Carne en la Balanza Global: EE.UU Abre Importaciones, China Cierra Filas

Escuchar esta noticia
Powered by Estudios Max
x1

Carne en la Balanza Global: EE.UU Abre Importaciones, China Cierra Filas

En un movimiento contrastante en el mercado global de proteínas, Estados Unidos ha optado por flexibilizar sus importaciones de carne para enfrentar una escasez interna sin precedentes, mientras China fortalece una política de autoabastecimiento y reducción de compras externas.

El expresidente Donald Trump firmó recientemente una serie de órdenes ejecutivas destinadas a respaldar a los ganaderos norteamericanos. Esta medida responde a una severa crisis: el país afronta la peor sequía de los últimos 75 años, lo que ha diezmado el stock ganadero bovino. Paralelamente, la demanda de carne en EE.UU. ha experimentado un crecimiento del 10% en la última década, impulsado por una ‘revolución proteínica mundial’ que ha transformado los hábitos alimenticios locales y desatado un auge en el consumo cárnico.

Esta combinación de factores ha disparado los precios de la carne, con valores que oscilan entre 6 y 8 dólares por libra (0.453 kg) y que pueden alcanzar los 10.5 dólares en restaurantes de lujo especializados en carne bovina, donde productos como la carne argentina son considerados un servicio de alta gama. En este contexto, Trump había expresado previamente su preocupación por la concentración en la industria procesadora de carne, señalando a frigoríficos líderes como la brasileña JBS y ‘National Beef’, operada por consorcios de Chicago.

El entonces presidente destacó que Brasil y Argentina serían los países más beneficiados por la necesidad de EE.UU. de importar carnes de calidad, a pesar de que Argentina ya cuenta con un cupo de exportación superior a las 100.000 toneladas hacia el mercado estadounidense.

En agudo contraste, China ha adoptado una dirección opuesta. Su estrategia se centra en el fomento de la producción interna y una reducción sistemática de las importaciones. Un claro ejemplo de esta política se vio en agosto, cuando los embarques de carne bovina de Brasil hacia la República Popular cayeron a 16.800 toneladas, un volumen casi un 90% inferior a las 158.600 toneladas registradas en el mismo mes de 2025. A pesar de esta drástica disminución puntual, China se mantuvo como el principal destino de las carnes brasileñas en 2025, con un total de 899.200 toneladas.

La visión de China para los próximos 25 años contempla dos innovaciones clave. Por un lado, busca una reducción progresiva de sus importaciones de alimentos, al mismo tiempo que intensifica sus exportaciones. Para lograrlo, aspira a una mejora biológica sistemática, incorporando lo mejor de la genética mundial de países como EE.UU. y Reino Unido, y próximamente Argentina. El objetivo es alcanzar un equilibrio consolidado entre exportaciones e importaciones en menos de diez años, donde la mejora de sus carnes bovinas será fundamental para conquistar nuevos mercados.

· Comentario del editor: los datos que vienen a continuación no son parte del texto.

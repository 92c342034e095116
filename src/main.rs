use std::path::PathBuf;
use std::sync::Arc;
use std::time::Duration;

use anyhow::Context;
use clap::{Parser, Subcommand};
use lawontip_core::bootstrap::AppBuilder;
use lawontip_core::ingest::run_ingestion;
use lawontip_gateway::GatewayServer;
use tokio::sync::watch;

#[derive(Parser)]
#[command(name = "lawontip")]
#[command(about = "Legal assistant answering questions from your PDF documents")]
#[command(version)]
struct Cli {
    /// Path to the TOML config file (overrides LAWONTIP_CONFIG)
    #[arg(long, global = true)]
    config: Option<PathBuf>,

    #[command(subcommand)]
    command: Command,
}

#[derive(Subcommand)]
enum Command {
    /// Rebuild the vector store from the documents directory
    Ingest,
    /// Start the web chat interface
    Serve,
}

#[tokio::main]
async fn main() -> anyhow::Result<()> {
    init_subscriber();

    let cli = Cli::parse();
    let app = AppBuilder::from_env(cli.config.as_deref())
        .await
        .context("failed to load configuration")?;

    match cli.command {
        Command::Ingest => ingest(&app).await,
        Command::Serve => serve(&app).await,
    }
}

async fn ingest(app: &AppBuilder) -> anyhow::Result<()> {
    let config = app.config();
    tracing::info!(
        documents = %config.documents.dir.display(),
        index = %config.index.dir.display(),
        "building vector store"
    );
    let report = run_ingestion(config, app.build_embedder()?).await?;

    println!(
        "Indexed {} chunk(s) from {} page(s) in {} file(s) into {}",
        report.chunks,
        report.pages,
        report.files,
        config.index.dir.display()
    );
    for failure in &report.failures {
        println!("  skipped {}: {}", failure.path.display(), failure.error);
    }
    Ok(())
}

async fn serve(app: &AppBuilder) -> anyhow::Result<()> {
    let assistant = Arc::new(app.build_assistant()?);
    let gateway = &app.config().gateway;
    let (shutdown_tx, shutdown_rx) = AppBuilder::build_shutdown();
    spawn_ctrl_c_handler(shutdown_tx);

    GatewayServer::new(gateway.host.clone(), gateway.port, assistant, shutdown_rx)
        .with_rate_limit(gateway.rate_limit)
        .with_max_body_size(gateway.max_body_size)
        .with_session_ttl(Duration::from_secs(app.config().memory.session_ttl_secs))
        .serve()
        .await?;
    Ok(())
}

fn spawn_ctrl_c_handler(shutdown_tx: watch::Sender<bool>) {
    tokio::spawn(async move {
        if let Err(e) = tokio::signal::ctrl_c().await {
            tracing::error!("failed to listen for ctrl-c: {e:#}");
            return;
        }
        tracing::info!("received shutdown signal");
        let _ = shutdown_tx.send(true);
    });
}

fn init_subscriber() {
    let filter = tracing_subscriber::EnvFilter::try_from_default_env()
        .unwrap_or_else(|_| tracing_subscriber::EnvFilter::new("info"));
    tracing_subscriber::fmt().with_env_filter(filter).init();
}
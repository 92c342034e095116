use thiserror::Error;

#[derive(Debug, Error)]
pub enum GatewayError {
    #[error("cannot resolve listen address {0}: {1}")]
    Address(String, std::io::Error),
    #[error("failed to bind {0}: {1}")]
    Bind(String, std::io::Error),
    #[error("web server error: {0}")]
    Server(String),
}
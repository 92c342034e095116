use std::path::{Path, PathBuf};
use std::sync::Arc;

use lawontip_llm::{EmbedTask, Embedder, LlmError};

use super::{Document, DocumentError, TextSplitter, loader::DirectoryLoader};
use crate::vector_store::{VectorPoint, VectorStore};

const DEFAULT_BATCH_SIZE: usize = 64;

/// A file that was skipped during ingestion.
#[derive(Debug, Clone, PartialEq, Eq)]
pub struct FileFailure {
    pub path: PathBuf,
    pub error: String,
}

#[derive(Debug, Clone, Default)]
pub struct IngestReport {
    /// Files loaded successfully.
    pub files: usize,
    pub pages: usize,
    pub chunks: usize,
    pub failures: Vec<FileFailure>,
}

/// Split -> embed -> store.
pub struct IngestionPipeline<E> {
    splitter: TextSplitter,
    embedder: E,
    store: Arc<dyn VectorStore>,
    batch_size: usize,
}

impl<E: Embedder> IngestionPipeline<E> {
    pub fn new(splitter: TextSplitter, embedder: E, store: Arc<dyn VectorStore>) -> Self {
        Self {
            splitter,
            embedder,
            store,
            batch_size: DEFAULT_BATCH_SIZE,
        }
    }

    #[must_use]
    pub fn with_batch_size(mut self, batch_size: usize) -> Self {
        self.batch_size = batch_size.max(1);
        self
    }

    /// Ingest one page. Whitespace-only chunks are skipped. Returns the number
    /// of chunks stored.
    ///
    /// # Errors
    ///
    /// Returns an error if embedding or storage fails.
    pub async fn ingest(&self, document: &Document) -> Result<usize, DocumentError> {
        let chunks: Vec<_> = self
            .splitter
            .chunks(document)
            .filter(|c| !c.content.trim().is_empty())
            .collect();

        for batch in chunks.chunks(self.batch_size) {
            let texts: Vec<String> = batch.iter().map(|c| c.content.clone()).collect();
            let vectors = self
                .embedder
                .embed_batch(&texts, EmbedTask::Document)
                .await?;
            if vectors.len() != batch.len() {
                return Err(DocumentError::Embedding(LlmError::Other(format!(
                    "{} returned {} vectors for {} chunks",
                    self.embedder.name(),
                    vectors.len(),
                    batch.len()
                ))));
            }
            let points = batch
                .iter()
                .zip(vectors)
                .map(|(chunk, vector)| VectorPoint::new(vector, chunk.payload()))
                .collect();
            self.store.upsert(points).await?;
        }

        Ok(chunks.len())
    }

    /// Load and ingest every supported file in `dir`. A file that cannot be
    /// loaded is logged and recorded in the report; embedding and storage
    /// failures abort the run.
    ///
    /// # Errors
    ///
    /// Returns an error if the directory cannot be listed, or if embedding or
    /// storage fails.
    pub async fn ingest_directory(
        &self,
        loader: &DirectoryLoader,
        dir: &Path,
    ) -> Result<IngestReport, DocumentError> {
        let files = loader.files(dir).await?;
        tracing::info!(dir = %dir.display(), count = files.len(), "ingesting documents");

        let mut report = IngestReport::default();
        for path in files {
            let documents = match loader.load(&path).await {
                Ok(docs) => docs,
                Err(e) => {
                    tracing::warn!(path = %path.display(), "skipping file: {e}");
                    report.failures.push(FileFailure {
                        path,
                        error: e.to_string(),
                    });
                    continue;
                }
            };

            let mut chunks = 0;
            for doc in &documents {
                chunks += self.ingest(doc).await?;
            }
            tracing::info!(
                path = %path.display(),
                pages = documents.len(),
                chunks,
                "ingested"
            );
            report.files += 1;
            report.pages += documents.len();
            report.chunks += chunks;
        }

        Ok(report)
    }
}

El desafío más ambicioso de China, sin embargo, es alimentar a su creciente mercado interno con proteínas provenientes de fuentes alternativas o vegetales. Esta dirección se opone a la tendencia predominante en muchos países occidentales y requiere el desarrollo de productos que sean competitivos en calidad y sabor con la carne vacuna natural. Aunque algunos observadores occidentales consideran esta meta irrealizable para 2050, los estrategas chinos, confiados en el poder de la técnica y la inteligencia artificial, mantienen una visión optimista, recordando que en la historia del país, muchas promesas que parecían imposibles han terminado por materializarse.

En definitiva, China se propone transformar el mercado global de agroalimentos en las próximas dos o tres décadas, basándose en su profundo conocimiento del consumo mundial y una capacidad de planificación que trasciende el corto plazo, pensando en términos de siglos.